_Your task_
Print, please, the line that contains "pub use vitrine_render;" and each line after it to the end of the entries, unchanged and with nothing else.

_Data for this task_

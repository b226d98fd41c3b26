//! Public SDK for the Vitrine storefront renderer.
//!
//! ```ignore
//! use std::cell::RefCell;
//! use vitrine_sdk::prelude::*;
//!
//! let config = SiteConfig::default();
//! let page = RefCell::new(Page::new().with_container(&config.loader.container_id, ""));
//! let loader = ContentLoader::from_config(&config, SpinTransport, SystemClock);
//!
//! match loader.load(&page).await {
//!     LoadOutcome::Rendered { cards } => logger.at(LogLevel::Info, "rendered").field("cards", cards).emit(),
//!     other => logger.warn(&format!("categories not rendered: {:?}", other.phase())),
//! }
//! ```

pub use vitrine_core;
pub use vitrine_data;
pub use vitrine_loader;
pub use vitrine_observability;
pub use vitrine_render;

/// Prelude for convenient imports.
pub mod prelude {
    pub use vitrine_core::*;
    pub use vitrine_data::*;
    pub use vitrine_loader::*;
    pub use vitrine_observability::*;
    pub use vitrine_render::*;
}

_Written response_
pub use vitrine_render;

/// Prelude for convenient imports.
pub mod prelude {
    pub use vitrine_core::*;
    pub use vitrine_data::*;
    pub use vitrine_loader::*;
    pub use vitrine_observability::*;
    pub use vitrine_render::*;
}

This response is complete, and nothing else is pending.